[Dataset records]
★ ★ ★ ★ ★ ★ ★

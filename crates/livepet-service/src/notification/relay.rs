//! Notification relay seam and the non-HTTP relays.

use std::fmt;
use std::sync::Arc;

use async_trait::async_trait;
use chrono::{DateTime, Utc};
use tracing::info;

use livepet_core::config::notification::{NotificationConfig, RelayProvider};
use livepet_core::error::AppError;
use livepet_core::result::AppResult;

use super::http::HttpEmailRelay;
use super::template::render_share_email;

/// Everything needed to tell a recipient about a new share.
#[derive(Clone)]
pub struct ShareEmail {
    /// Recipient address.
    pub recipient_email: String,
    /// Recipient display name.
    pub recipient_name: Option<String>,
    /// Name of the shared pet.
    pub pet_name: String,
    /// Link the recipient opens.
    pub share_url: String,
    /// Access code, when the grant requires one.
    pub access_code: Option<String>,
    /// Lifetime of the grant in hours.
    pub expiration_hours: u32,
    /// Absolute expiry.
    pub expires_at: DateTime<Utc>,
    /// Personal note from the owner.
    pub message: Option<String>,
}

impl fmt::Debug for ShareEmail {
    fn fmt(&self, f: &mut fmt::Formatter<'_>) -> fmt::Result {
        f.debug_struct("ShareEmail")
            .field("recipient_email", &self.recipient_email)
            .field("pet_name", &self.pet_name)
            .field("has_access_code", &self.access_code.is_some())
            .field("expiration_hours", &self.expiration_hours)
            .finish_non_exhaustive()
    }
}

/// Delivers share emails. Callers treat every error as non-fatal.
#[async_trait]
pub trait NotificationRelay: Send + Sync + 'static {
    /// Send the share email for a newly issued grant.
    async fn send_share_email(&self, email: &ShareEmail) -> AppResult<()>;
}

/// Writes the email envelope to the log instead of sending it.
#[derive(Debug, Clone, Default)]
pub struct LogRelay;

#[async_trait]
impl NotificationRelay for LogRelay {
    async fn send_share_email(&self, email: &ShareEmail) -> AppResult<()> {
        let rendered = render_share_email(email);
        info!(
            to = %email.recipient_email,
            subject = %rendered.subject,
            expiration_hours = email.expiration_hours,
            has_access_code = email.access_code.is_some(),
            "Email relay not configured; share email queued to log"
        );
        Ok(())
    }
}

/// Refuses every send.
#[derive(Debug, Clone, Default)]
pub struct DisabledRelay;

#[async_trait]
impl NotificationRelay for DisabledRelay {
    async fn send_share_email(&self, _email: &ShareEmail) -> AppResult<()> {
        Err(AppError::service_unavailable("Email delivery is disabled"))
    }
}

/// Build the relay selected by `notification.provider`.
pub fn build_relay(config: &NotificationConfig) -> AppResult<Arc<dyn NotificationRelay>> {
    let relay: Arc<dyn NotificationRelay> = match config.provider {
        RelayProvider::Http => Arc::new(HttpEmailRelay::new(config)?),
        RelayProvider::Log => Arc::new(LogRelay),
        RelayProvider::Disabled => Arc::new(DisabledRelay),
    };
    info!(provider = ?config.provider, "Notification relay ready");
    Ok(relay)
}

★ ★ ★ ★ ★ ★ ★

TASK OBJECTIVE ::
Your answer must be a copy of every line in the data above that holds the string "AppResult".

PROBLEM SOLUTION ::
use livepet_core::result::AppResult;
    async fn send_share_email(&self, email: &ShareEmail) -> AppResult<()>;
    async fn send_share_email(&self, email: &ShareEmail) -> AppResult<()> {
    async fn send_share_email(&self, _email: &ShareEmail) -> AppResult<()> {
pub fn build_relay(config: &NotificationConfig) -> AppResult<Arc<dyn NotificationRelay>> {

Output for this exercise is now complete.